----- Data for processing -----

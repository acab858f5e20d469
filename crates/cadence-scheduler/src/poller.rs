use std::str::FromStr;
use std::sync::Arc;
use std::time::Duration;

use cadence_core::config::{PollConfig, DEFAULT_POLL_INTERVAL_SECS};
use cadence_core::CadenceError;
use cadence_store::JobStore;
use chrono::{DateTime, Utc};
use tokio::sync::watch;
use tracing::{debug, error, info, warn};

use crate::dispatcher::{Dispatch, Dispatcher};
use crate::error::Result;

/// When the poller wakes up.
#[derive(Debug, Clone)]
pub enum PollCadence {
    /// Fixed gap between the end of one pass and the start of the next.
    Interval(Duration),
    /// Wake at each cron fire time.
    Cron(cron::Schedule),
}

impl PollCadence {
    pub fn from_config(poll: &PollConfig) -> Result<Self> {
        match poll.schedule {
            Some(ref expr) => {
                let schedule = cron::Schedule::from_str(expr)
                    .map_err(|e| CadenceError::InvalidSchedule(format!("{expr}: {e}")))?;
                Ok(PollCadence::Cron(schedule))
            }
            None => Ok(PollCadence::Interval(Duration::from_secs(poll.interval_secs))),
        }
    }

    /// How long to sleep from `now` until the next pass.
    pub fn delay_from(&self, now: DateTime<Utc>) -> Duration {
        match self {
            PollCadence::Interval(every) => *every,
            PollCadence::Cron(schedule) => match schedule.after(&now).next() {
                Some(next) => (next - now).to_std().unwrap_or(Duration::ZERO),
                None => {
                    warn!("poll schedule has no future fire times, falling back to default interval");
                    Duration::from_secs(DEFAULT_POLL_INTERVAL_SECS)
                }
            },
        }
    }
}

/// Counts for one poll pass.
#[derive(Debug, Clone, Copy, Default, PartialEq, Eq)]
pub struct PollReport {
    pub claimed: usize,
    pub dispatched: usize,
}

/// Claims due jobs on a cadence and hands each to the [`Dispatcher`].
#[derive(Clone)]
pub struct Poller {
    store: Arc<dyn JobStore>,
    dispatcher: Dispatcher,
    cadence: PollCadence,
}

impl Poller {
    pub fn new(store: Arc<dyn JobStore>, dispatcher: Dispatcher, cadence: PollCadence) -> Self {
        Self {
            store,
            dispatcher,
            cadence,
        }
    }

    /// One pass: claim everything due now and dispatch it.
    ///
    /// A failed claim is logged and treated as an empty pass; the next tick
    /// tries again.
    pub async fn poll_once(&self) -> PollReport {
        let due = match self.store.claim_due_jobs(Utc::now()) {
            Ok(due) => due,
            Err(e) => {
                error!("claiming due jobs failed: {e}");
                return PollReport::default();
            }
        };
        if due.is_empty() {
            debug!("no due jobs");
            return PollReport::default();
        }

        let mut report = PollReport {
            claimed: due.len(),
            dispatched: 0,
        };
        info!(count = report.claimed, "claimed due jobs");

        for job in due {
            if let Dispatch::Started(_) = self.dispatcher.dispatch(job).await {
                report.dispatched += 1;
            }
        }
        report
    }

    /// Poll until `stop` flips to `true` (or its sender is dropped).
    ///
    /// Runs one pass immediately so jobs that came due while no worker was
    /// running are picked up at startup. A pass in progress always finishes
    /// before the loop observes the stop signal.
    pub async fn run(self, mut stop: watch::Receiver<bool>) {
        info!(cadence = ?self.cadence, "poller started");
        self.poll_once().await;

        loop {
            if *stop.borrow() {
                break;
            }
            let delay = self.cadence.delay_from(Utc::now());
            tokio::select! {
                _ = tokio::time::sleep(delay) => {
                    self.poll_once().await;
                }
                changed = stop.changed() => {
                    if changed.is_err() || *stop.borrow() {
                        break;
                    }
                }
            }
        }
        info!("poller stopped");
    }
}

-----

> _Problem description_
Every line in the data that holds the string "async" should be returned.

> _Task answer_
    pub async fn poll_once(&self) -> PollReport {
    pub async fn run(self, mut stop: watch::Receiver<bool>) {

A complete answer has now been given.